*TASK STATEMENT*
Check each line of the records for "answers"; collect those that have it.

___ DATASET ___

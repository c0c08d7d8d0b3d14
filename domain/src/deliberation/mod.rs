//! Deliberation domain
//!
//! Core concepts for the three-stage council protocol:
//!
//! - **Generate**: every member drafts independently ([`draft`])
//! - **Rank**: drafts are anonymized under labels ([`label`]) and each
//!   member's free-text verdict is parsed into an ordered preference
//!   ([`extract`], [`ranking`])
//! - **Synthesize**: rankings are tallied into a winner ([`tally`])
//!
//! Everything here is pure: the coordinator in the application layer owns
//! the concurrency and the outbound calls.

pub mod draft;
pub mod extract;
pub mod label;
pub mod ranking;
pub mod tally;

pub use draft::{Draft, DraftBody};
pub use extract::extract_ranking;
pub use label::{Label, LabelMap};
pub use ranking::Ranking;
pub use tally::ScoreTable;
//! Illustrator port
//!
//! Optional collaborator that renders a concept map for theory-flavored
//! answers. Rendering is entirely external; this core only receives a
//! reference (a path or URL) to attach to the outcome.

use super::CollaboratorError;
use async_trait::async_trait;

#[async_trait]
pub trait Illustrator: Send + Sync {
    /// Render a mind map for the answer and return a reference to it.
    async fn mindmap(&self, query: &str, answer: &str) -> Result<String, CollaboratorError>;
}
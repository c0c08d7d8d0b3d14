//! Domain layer for council
//!
//! This crate contains the core business logic of the deliberation engine.
//! It has no dependencies on infrastructure or presentation concerns.
//!
//! # Core Concepts
//!
//! ## Council Deliberation
//!
//! A fixed roster of external generation services answers a question in
//! three stages:
//!
//! - **Generate**: every member drafts an independent answer
//! - **Rank**: members anonymously rank each other's drafts
//! - **Synthesize**: a designated chair rewrites the winning draft into
//!   the final answer
//!
//! The anonymization (labels), rank extraction, and score tallying in
//! this crate are pure functions. All I/O lives behind application ports.

pub mod calc;
pub mod core;
pub mod deliberation;
pub mod outcome;
pub mod progress;
pub mod prompt;
pub mod util;

// Re-export commonly used types
pub use crate::core::{
    error::DomainError,
    participant::{Credential, Participant, ParticipantId, Provider, Roster},
    request::Request,
};
pub use deliberation::{
    draft::{Draft, DraftBody},
    extract::extract_ranking,
    label::{Label, LabelMap},
    ranking::Ranking,
    tally::ScoreTable,
};
pub use outcome::{DeliberationOutcome, RequestOutcome};
pub use progress::{Actor, EventStatus, ProgressEvent, Stage};
pub use prompt::PromptTemplate;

___

*EXERCISE RESULT*
//! answers. Rendering is entirely external; this core only receives a
//! A fixed roster of external generation services answers a question in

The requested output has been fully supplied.